Typically, insulin needs spike dramatically when the honeymoon ends. The disease becomes more difficult to control since any mistake will cause a huge fluctuation with blood sugar numbers, where previously, the pancreas's limited function could "cover" for a mistake. Yesterday Violet wrote a very interesting post about her own honeymoon ending. It got me thinking... Our son was diagnosed with diabetes on July 17, 2004, well over a year ago. Most honeymoons don't last past a year, but can you believe that I'm not even sure when his ended? Or IF his has ended?
My gut tells me his honeymoon ended about six months ago. It was a gradual process and one I really didn't notice all at once~and unlike most "honeymoon ending" stories, his insulin needs stayed pretty stable (although we had to increase his morning insulin to carb ratio).
There was one thing I did notice, though. The disease became very unforgiving. It used to be, I could give him a package of crackers (~15g carbohydrates) and his blood sugars would move maybe 10 points. Now, though, if I did that, his sugars would spike anywhere from 50 to 100 points, depending on his activity level. These days, I have to give insulin for everything, even the cough syrup he's taking today. (It's so nice to be able to bolus tiny amounts with the pump~his numbers are a lot better.)

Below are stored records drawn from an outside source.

//! SDP offer/answer exchange with the realtime endpoint.

use std::time::Duration;

use async_trait::async_trait;
use reqwest::header::HeaderValue;

use crate::config::MurmurConfig;
use crate::credential::SessionCredential;
use crate::error::MurmurError;
use crate::http::{bearer_headers, shared_client};
use crate::util::timeout::with_timeout;

const DEFAULT_TIMEOUT: Duration = Duration::from_secs(20);

/// Trades a local offer for the remote answer, authenticated by a credential.
#[async_trait]
pub trait SdpExchange: Send + Sync {
    async fn exchange(
        &self,
        credential: &SessionCredential,
        offer_sdp: &str,
    ) -> Result<String, MurmurError>;
}

/// Posts the offer as `application/sdp` to `<endpoint>?model=<model>`.
#[derive(Debug, Clone)]
pub struct HttpSdpExchange {
    endpoint: String,
    timeout: Duration,
}

impl HttpSdpExchange {
    pub fn new(endpoint: impl Into<String>) -> Self {
        Self {
            endpoint: endpoint.into(),
            timeout: DEFAULT_TIMEOUT,
        }
    }

    pub fn from_config(config: &MurmurConfig) -> Self {
        Self::new(config.realtime_endpoint.clone())
    }

    pub fn with_timeout(mut self, timeout: Duration) -> Self {
        self.timeout = timeout;
        self
    }
}

#[async_trait]
impl SdpExchange for HttpSdpExchange {
    async fn exchange(
        &self,
        credential: &SessionCredential,
        offer_sdp: &str,
    ) -> Result<String, MurmurError> {
        let mut headers = bearer_headers(&credential.token, "application/sdp");
        headers.insert("OpenAI-Beta", HeaderValue::from_static("realtime=v1"));

        with_timeout(self.timeout, async {
            let response = shared_client()
                .post(self.endpoint.trim())
                .query(&[("model", credential.model.as_str())])
                .headers(headers)
                .body(offer_sdp.to_string())
                .send()
                .await
                .map_err(|error| MurmurError::Handshake(format!("SDP request failed: {error}")))?;

            let status = response.status();
            let text = response.text().await.map_err(|error| {
                MurmurError::Handshake(format!("SDP answer could not be read: {error}"))
            })?;
            if !status.is_success() {
                return Err(MurmurError::Handshake(format!(
                    "Realtime SDP exchange failed: {} {text}",
                    status.as_u16()
                )));
            }
            if text.trim().is_empty() {
                return Err(MurmurError::Handshake("Realtime SDP answer was empty".into()));
            }
            Ok(text)
        })
        .await
    }
}
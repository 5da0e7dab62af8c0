//! Configuration system (layered: defaults < config file < environment).

use std::path::{Path, PathBuf};
use std::time::Duration;

use serde::{Deserialize, Serialize};

use crate::error::{MurmurError, Result};
use crate::ingest::IngestionConfig;
use crate::util::retry::RetryPolicy;

pub const DEFAULT_REALTIME_ENDPOINT: &str = "https://api.openai.com/v1/realtime";
pub const DEFAULT_CREDENTIAL_ENDPOINT: &str = "http://localhost:3000/api/realtime-session";
pub const DEFAULT_IMAGE_ENDPOINT: &str = "http://localhost:3000/api/generate-image";
pub const DEFAULT_MODEL: &str = "gpt-4o-realtime-preview";
pub const DEFAULT_VOICE: &str = "alloy";
pub const DEFAULT_IMAGE_SIZE: &str = "1024x1024";

/// Layered configuration for a realtime session.
#[derive(Debug, Clone, PartialEq, Serialize, Deserialize)]
#[serde(default)]
pub struct MurmurConfig {
    /// Endpoint that mints ephemeral session credentials.
    pub credential_endpoint: String,
    /// Realtime SDP endpoint; the model is appended as a query parameter.
    pub realtime_endpoint: String,
    /// Image-generation proxy endpoint.
    pub image_endpoint: String,
    pub model: String,
    pub voice: String,
    /// Default size requested from the image tool when the model omits one.
    pub image_default_size: String,
    #[serde(with = "duration_ms")]
    pub channel_open_timeout: Duration,
    #[serde(with = "duration_ms")]
    pub turn_timeout: Duration,
    pub send_retry: RetryPolicy,
    pub ingestion: IngestionConfig,
}

impl Default for MurmurConfig {
    fn default() -> Self {
        Self {
            credential_endpoint: DEFAULT_CREDENTIAL_ENDPOINT.to_string(),
            realtime_endpoint: DEFAULT_REALTIME_ENDPOINT.to_string(),
            image_endpoint: DEFAULT_IMAGE_ENDPOINT.to_string(),
            model: DEFAULT_MODEL.to_string(),
            voice: DEFAULT_VOICE.to_string(),
            image_default_size: DEFAULT_IMAGE_SIZE.to_string(),
            channel_open_timeout: Duration::from_secs(10),
            turn_timeout: Duration::from_secs(60),
            send_retry: RetryPolicy::default(),
            ingestion: IngestionConfig::default(),
        }
    }
}

impl MurmurConfig {
    /// Load defaults, then the user config file (if any), then environment overrides.
    pub fn load() -> Result<Self> {
        let mut config = match default_config_path() {
            Some(path) if path.exists() => Self::from_file(&path)?,
            _ => Self::default(),
        };
        let _ = dotenvy::dotenv(); // load .env if present, ignore error
        config.apply_env(|key| std::env::var(key).ok());
        config.validate()?;
        Ok(config)
    }

    /// Parse a TOML config file. Missing keys fall back to defaults.
    pub fn from_file(path: &Path) -> Result<Self> {
        let raw = std::fs::read_to_string(path)?;
        Self::from_toml_str(&raw)
    }

    pub fn from_toml_str(raw: &str) -> Result<Self> {
        Ok(toml::from_str(raw)?)
    }

    /// Apply environment overrides using `lookup` to resolve variables.
    ///
    /// `MURMUR_*` variables win over the deployment-level fallbacks.
    pub fn apply_env<F>(&mut self, lookup: F)
    where
        F: Fn(&str) -> Option<String>,
    {
        let first = |keys: &[&str]| {
            keys.iter()
                .filter_map(|key| lookup(key))
                .find(|value| !value.trim().is_empty())
        };

        if let Some(url) = first(&["MURMUR_CREDENTIAL_ENDPOINT"]) {
            self.credential_endpoint = url;
        }
        if let Some(url) = first(&["MURMUR_REALTIME_ENDPOINT"]) {
            self.realtime_endpoint = url;
        }
        if let Some(url) = first(&["MURMUR_IMAGE_ENDPOINT"]) {
            self.image_endpoint = url;
        }
        if let Some(model) = first(&["MURMUR_REALTIME_MODEL", "OPENAI_REALTIME_MODEL"]) {
            self.model = model;
        }
        if let Some(voice) = first(&["MURMUR_REALTIME_VOICE", "OPENAI_REALTIME_VOICE"]) {
            self.voice = voice;
        }
        if let Some(size) = first(&["MURMUR_IMAGE_SIZE", "IMAGE_SIZE"]) {
            self.image_default_size = size;
        }
        if let Some(ms) = first(&["MURMUR_CHANNEL_OPEN_TIMEOUT_MS"]).and_then(|v| v.parse().ok()) {
            self.channel_open_timeout = Duration::from_millis(ms);
        }
        if let Some(ms) = first(&["MURMUR_TURN_TIMEOUT_MS"]).and_then(|v| v.parse().ok()) {
            self.turn_timeout = Duration::from_millis(ms);
        }
    }

    /// Reject configurations that cannot produce a working session.
    pub fn validate(&self) -> Result<()> {
        for (name, value) in [
            ("credential_endpoint", &self.credential_endpoint),
            ("realtime_endpoint", &self.realtime_endpoint),
            ("model", &self.model),
            ("voice", &self.voice),
        ] {
            if value.trim().is_empty() {
                return Err(MurmurError::Configuration(format!("{name} cannot be empty")));
            }
        }
        if self.channel_open_timeout.is_zero() || self.turn_timeout.is_zero() {
            return Err(MurmurError::Configuration(
                "timeouts must be greater than zero".into(),
            ));
        }
        self.ingestion.validate()
    }
}

/// `<config dir>/murmur/config.toml`, when a home directory is known.
pub fn default_config_path() -> Option<PathBuf> {
    directories::ProjectDirs::from("", "", "murmur")
        .map(|dirs| dirs.config_dir().join("config.toml"))
}

/// Serialize a [`Duration`] as integer milliseconds.
pub(crate) mod duration_ms {
    use std::time::Duration;

    use serde::{Deserialize, Deserializer, Serializer};

    pub fn serialize<S: Serializer>(value: &Duration, serializer: S) -> Result<S::Ok, S::Error> {
        serializer.serialize_u64(value.as_millis() as u64)
    }

    pub fn deserialize<'de, D: Deserializer<'de>>(deserializer: D) -> Result<Duration, D::Error> {
        u64::deserialize(deserializer).map(Duration::from_millis)
    }
}
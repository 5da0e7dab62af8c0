//! Bounded retry with backoff and jitter.

use std::future::Future;
use std::time::Duration;

use serde::{Deserialize, Serialize};

use crate::error::{ErrorCategory, MurmurError};

/// Retry policy used uniformly for turn sends.
#[derive(Debug, Clone, PartialEq, Serialize, Deserialize)]
#[serde(default)]
pub struct RetryPolicy {
    /// Maximum number of attempts (including the first).
    pub max_attempts: u32,
    /// Initial backoff duration.
    #[serde(with = "crate::config::duration_ms")]
    pub initial_backoff: Duration,
    /// Maximum backoff duration.
    #[serde(with = "crate::config::duration_ms")]
    pub max_backoff: Duration,
    /// Backoff multiplier.
    pub multiplier: f64,
    /// Error categories that may be attempted again.
    pub retryable: Vec<ErrorCategory>,
}

impl Default for RetryPolicy {
    /// One retry after a short pause, only for transient channel failures.
    fn default() -> Self {
        Self {
            max_attempts: 2,
            initial_backoff: Duration::from_millis(250),
            max_backoff: Duration::from_secs(2),
            multiplier: 2.0,
            retryable: vec![ErrorCategory::ChannelNotReady, ErrorCategory::Timeout],
        }
    }
}

impl RetryPolicy {
    /// A policy that never retries.
    pub fn none() -> Self {
        Self {
            max_attempts: 1,
            ..Self::default()
        }
    }

    /// Whether the policy allows another attempt after `error`.
    pub fn allows(&self, error: &MurmurError) -> bool {
        error.is_retryable() && self.retryable.contains(&error.category())
    }

    /// Execute an async operation with retry.
    pub async fn execute<F, Fut, T>(&self, mut operation: F) -> Result<T, MurmurError>
    where
        F: FnMut(u32) -> Fut,
        Fut: Future<Output = Result<T, MurmurError>>,
    {
        let max_attempts = self.max_attempts.max(1);
        let mut backoff = self.initial_backoff;

        for attempt in 1..=max_attempts {
            match operation(attempt).await {
                Ok(value) => return Ok(value),
                Err(e) => {
                    if !self.allows(&e) || attempt >= max_attempts {
                        return Err(e);
                    }

                    tracing::warn!(
                        attempt,
                        max_attempts,
                        error = %e,
                        "Retrying send after transient error"
                    );

                    // Jitter: 75%–125% of backoff
                    let jitter_factor = 0.75 + (rand_factor() * 0.5);
                    tokio::time::sleep(Duration::from_secs_f64(
                        backoff.as_secs_f64() * jitter_factor,
                    ))
                    .await;

                    backoff = Duration::from_secs_f64(
                        (backoff.as_secs_f64() * self.multiplier)
                            .min(self.max_backoff.as_secs_f64()),
                    );
                }
            }
        }

        Err(MurmurError::InvalidState("retry loop exited without result".into()))
    }
}

/// Simple pseudo-random factor in [0, 1) without pulling in a rand crate.
pub(crate) fn rand_factor() -> f64 {
    use std::collections::hash_map::DefaultHasher;
    use std::hash::{Hash, Hasher};

    let mut hasher = DefaultHasher::new();
    std::time::SystemTime::now()
        .duration_since(std::time::UNIX_EPOCH)
        .unwrap_or_default()
        .as_nanos()
        .hash(&mut hasher);
    std::thread::current().id().hash(&mut hasher);

    let hash = hasher.finish();
    (hash % 10000) as f64 / 10000.0
}
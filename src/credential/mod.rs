//! Ephemeral session credentials.

mod http;

pub use http::HttpCredentialBroker;

use std::fmt;

use async_trait::async_trait;
use chrono::{DateTime, Utc};

use crate::error::MurmurError;

/// Short-lived bearer credential scoped to one realtime session.
#[derive(Clone, PartialEq, Eq)]
pub struct SessionCredential {
    pub token: String,
    pub expires_at: Option<DateTime<Utc>>,
    pub model: String,
    pub voice: String,
}

impl SessionCredential {
    pub fn is_expired(&self, now: DateTime<Utc>) -> bool {
        self.expires_at.map(|exp| exp <= now).unwrap_or(false)
    }
}

impl fmt::Debug for SessionCredential {
    fn fmt(&self, f: &mut fmt::Formatter<'_>) -> fmt::Result {
        f.debug_struct("SessionCredential")
            .field("token", &"<redacted>")
            .field("expires_at", &self.expires_at)
            .field("model", &self.model)
            .field("voice", &self.voice)
            .finish()
    }
}

/// Exchanges a server-held key for a per-session credential.
#[async_trait]
pub trait CredentialBroker: Send + Sync {
    async fn mint(&self, model: &str, voice: &str) -> Result<SessionCredential, MurmurError>;
}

So was this gradual experience the end of our son's honeymoon? Most stories I've been told have been that one day, BOOM. Insulin needs spike dramatically, honeymoon's over. In other words, the end is very obvious. But for him, it wasn't obvious.
Maybe the difference is that he was so sick at diagnosis. Maybe he didn't have that many beta cells left to begin with.
Not that it matters, exactly. But as Sandra said (her son Joseph seems to have come out of his honeymoon, too), it's sad to think about those last beta cells dying.
It's part of my baby dying, after all.